EXERCISE DIRECTIONS: Look through the data below, and copy each line that carries the word "count".

INPUT DATA: Begin

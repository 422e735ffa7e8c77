//! Export formats for parsed messages.
//!
//! Reports are always JSON. The messages behind a report can also be dumped as
//! CSV, a JSON array or JSON Lines, chosen explicitly or from the file extension:
//!
//! ```rust
//! # #[cfg(feature = "csv-output")]
//! # fn example() -> chatpulse::Result<()> {
//! use chatpulse::core::models::OutputConfig;
//! use chatpulse::format::{OutputFormat, to_format_string};
//! use chatpulse::parser::TranscriptParser;
//!
//! let messages = TranscriptParser::new()
//!     .parse_str("[15/01/24, 10:30 AM] Alice: Coffee?\n[15/01/24, 10:31 AM] Bob: Sure\n")?;
//!
//! let format = OutputFormat::from_path("out/messages.CSV")?;
//! let csv = to_format_string(&messages, format, &OutputConfig::new())?;
//! assert_eq!(csv.lines().next(), Some("Sender;Content"));
//! # Ok(())
//! # }
//! ```

use serde::{Deserialize, Serialize};

use crate::Message;
use crate::core::models::OutputConfig;
use crate::error::{ChatpulseError, Result};

/// How a message sequence is laid out on disk.
///
/// Serialized in lowercase, so config files and `--messages-format` share the
/// same spelling. `ndjson` is accepted as an alias for [`Jsonl`](Self::Jsonl).
#[derive(Debug, Clone, Copy, PartialEq, Eq, Hash, Default, Serialize, Deserialize)]
#[serde(rename_all = "lowercase")]
#[non_exhaustive]
pub enum OutputFormat {
    /// Semicolon-delimited table
    #[default]
    Csv,
    /// Single array, pretty-printed
    Json,
    /// One object per line
    Jsonl,
}

impl OutputFormat {
    /// File extension, without the dot.
    pub fn extension(&self) -> &'static str {
        match self {
            OutputFormat::Csv => "csv",
            OutputFormat::Json => "json",
            OutputFormat::Jsonl => "jsonl",
        }
    }

    /// Names accepted by [`FromStr`](std::str::FromStr), aliases included.
    pub fn all_names() -> &'static [&'static str] {
        &["csv", "json", "jsonl", "ndjson"]
    }

    pub fn all() -> &'static [OutputFormat] {
        &[OutputFormat::Csv, OutputFormat::Json, OutputFormat::Jsonl]
    }

    /// Picks the export format from the extension of `path`, case-insensitively.
    ///
    /// ```rust
    /// use chatpulse::format::OutputFormat;
    ///
    /// assert_eq!(OutputFormat::from_path("export/alice.ndjson").unwrap(), OutputFormat::Jsonl);
    /// assert!(OutputFormat::from_path("chat.txt").is_err());
    /// ```
    pub fn from_path(path: &str) -> Result<Self> {
        let ext = std::path::Path::new(path)
            .extension()
            .and_then(|ext| ext.to_str())
            .unwrap_or_default();

        Self::from_name(ext).ok_or_else(|| ChatpulseError::InvalidFormat {
            format: "output",
            message: format!(
                "cannot export messages to '{}': expected a .csv, .json, .jsonl or .ndjson file",
                path
            ),
        })
    }

    fn from_name(name: &str) -> Option<Self> {
        match name.to_ascii_lowercase().as_str() {
            "csv" => Some(OutputFormat::Csv),
            "json" => Some(OutputFormat::Json),
            "jsonl" | "ndjson" => Some(OutputFormat::Jsonl),
            _ => None,
        }
    }

    /// Cargo feature that compiles in the writer for this format.
    fn required_feature(&self) -> &'static str {
        match self {
            OutputFormat::Csv => "csv-output",
            OutputFormat::Json | OutputFormat::Jsonl => "json-output",
        }
    }

    fn disabled(self) -> ChatpulseError {
        ChatpulseError::InvalidFormat {
            format: "output",
            message: format!(
                "{} export needs the '{}' feature",
                self,
                self.required_feature()
            ),
        }
    }
}

impl std::fmt::Display for OutputFormat {
    fn fmt(&self, f: &mut std::fmt::Formatter<'_>) -> std::fmt::Result {
        f.write_str(&self.extension().to_ascii_uppercase())
    }
}

impl std::str::FromStr for OutputFormat {
    type Err = String;

    fn from_str(s: &str) -> std::result::Result<Self, Self::Err> {
        Self::from_name(s).ok_or_else(|| {
            format!(
                "Unknown format: '{}'. Expected one of: {}",
                s,
                OutputFormat::all_names().join(", ")
            )
        })
    }
}

/// Writes `messages` to `path` in the given format.
///
/// ```rust,no_run
/// # #[cfg(all(feature = "csv-output", feature = "json-output"))]
/// # fn example() -> chatpulse::Result<()> {
/// use chatpulse::format::{OutputFormat, write_to_format};
/// use chatpulse::core::models::OutputConfig;
/// use chatpulse::parser::TranscriptParser;
///
/// let messages = TranscriptParser::new().parse_str("[15/01/24, 10:30 AM] Alice: Hello!\n")?;
/// write_to_format(&messages, "messages.jsonl", OutputFormat::Jsonl, &OutputConfig::all())?;
/// # Ok(())
/// # }
/// ```
///
/// # Errors
///
/// Fails when the writer for `format` is compiled out or the file cannot be written.
#[allow(unused_variables)]
pub fn write_to_format(
    messages: &[Message],
    path: &str,
    format: OutputFormat,
    config: &OutputConfig,
) -> Result<()> {
    match format {
        #[cfg(feature = "csv-output")]
        OutputFormat::Csv => crate::core::output::write_csv(messages, path, config),
        #[cfg(feature = "json-output")]
        OutputFormat::Json => crate::core::output::write_json(messages, path, config),
        #[cfg(feature = "json-output")]
        OutputFormat::Jsonl => crate::core::output::write_jsonl(messages, path, config),
        #[allow(unreachable_patterns)]
        _ => Err(format.disabled()),
    }
}

/// Same as [`write_to_format`], rendered into a string.
#[allow(unused_variables)]
pub fn to_format_string(
    messages: &[Message],
    format: OutputFormat,
    config: &OutputConfig,
) -> Result<String> {
    match format {
        #[cfg(feature = "csv-output")]
        OutputFormat::Csv => crate::core::output::to_csv(messages, config),
        #[cfg(feature = "json-output")]
        OutputFormat::Json => crate::core::output::to_json(messages, config),
        #[cfg(feature = "json-output")]
        OutputFormat::Jsonl => crate::core::output::to_jsonl(messages, config),
        #[allow(unreachable_patterns)]
        _ => Err(format.disabled()),
    }
}

#[cfg(test)]
mod tests {
    use super::*;
    use std::str::FromStr;

    #[test]
    fn test_names_and_extensions() {
        for &format in OutputFormat::all() {
            assert_eq!(OutputFormat::from_str(format.extension()), Ok(format));
            assert_eq!(format.to_string(), format.extension().to_uppercase());
        }
        assert_eq!(OutputFormat::from_str("NDJSON"), Ok(OutputFormat::Jsonl));
        assert!(OutputFormat::from_str("xml").unwrap_err().contains("ndjson"));
        assert_eq!(OutputFormat::default(), OutputFormat::Csv);
    }

    #[test]
    fn test_from_path_uses_last_extension() {
        let cases = [
            ("alice.csv", Some(OutputFormat::Csv)),
            ("exports/2024.01/chat.JSON", Some(OutputFormat::Json)),
            ("chat.txt.ndjson", Some(OutputFormat::Jsonl)),
            ("chat.json.txt", None),
            ("exports.jsonl/messages", None),
        ];
        for (path, expected) in cases {
            assert_eq!(OutputFormat::from_path(path).ok(), expected, "{path}");
        }

        let err = OutputFormat::from_path("chat.txt").unwrap_err();
        assert!(err.to_string().contains("chat.txt"));
    }

    #[test]
    fn test_serde_lowercase() {
        assert_eq!(serde_json::to_string(&OutputFormat::Jsonl).unwrap(), "\"jsonl\"");
        let parsed: OutputFormat = serde_json::from_str("\"csv\"").unwrap();
        assert_eq!(parsed, OutputFormat::Csv);
    }

    #[test]
    fn test_required_feature() {
        assert_eq!(OutputFormat::Csv.required_feature(), "csv-output");
        assert_eq!(OutputFormat::Jsonl.required_feature(), "json-output");
        assert!(OutputFormat::Json.disabled().to_string().contains("json-output"));
    }

    #[cfg(all(feature = "csv-output", feature = "json-output"))]
    #[test]
    fn test_parsed_transcript_in_every_format() {
        let transcript = "[15/01/24, 10:30 AM] Alice: Coffee?\nor tea\n[15/01/24, 10:31 AM] Bob: <Media omitted>\n";
        let messages = crate::parser::TranscriptParser::new().parse_str(transcript).unwrap();
        let config = OutputConfig::all();

        let csv = to_format_string(&messages, OutputFormat::Csv, &config).unwrap();
        assert!(csv.starts_with("Line;Timestamp;"));
        assert_eq!(csv.lines().filter(|l| l.starts_with(char::is_numeric)).count(), 2);

        let jsonl = to_format_string(&messages, OutputFormat::Jsonl, &config).unwrap();
        assert_eq!(jsonl.lines().count(), 2);

        let json = to_format_string(&messages, OutputFormat::Json, &config).unwrap();
        let parsed: serde_json::Value = serde_json::from_str(&json).unwrap();
        assert_eq!(parsed[0]["content"], "Coffee?\nor tea");
        assert_eq!(parsed[1]["isMedia"], true);
    }
}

INPUT DATA: End

SOLUTION:
        assert_eq!(csv.lines().filter(|l| l.starts_with(char::is_numeric)).count(), 2);
        assert_eq!(jsonl.lines().count(), 2);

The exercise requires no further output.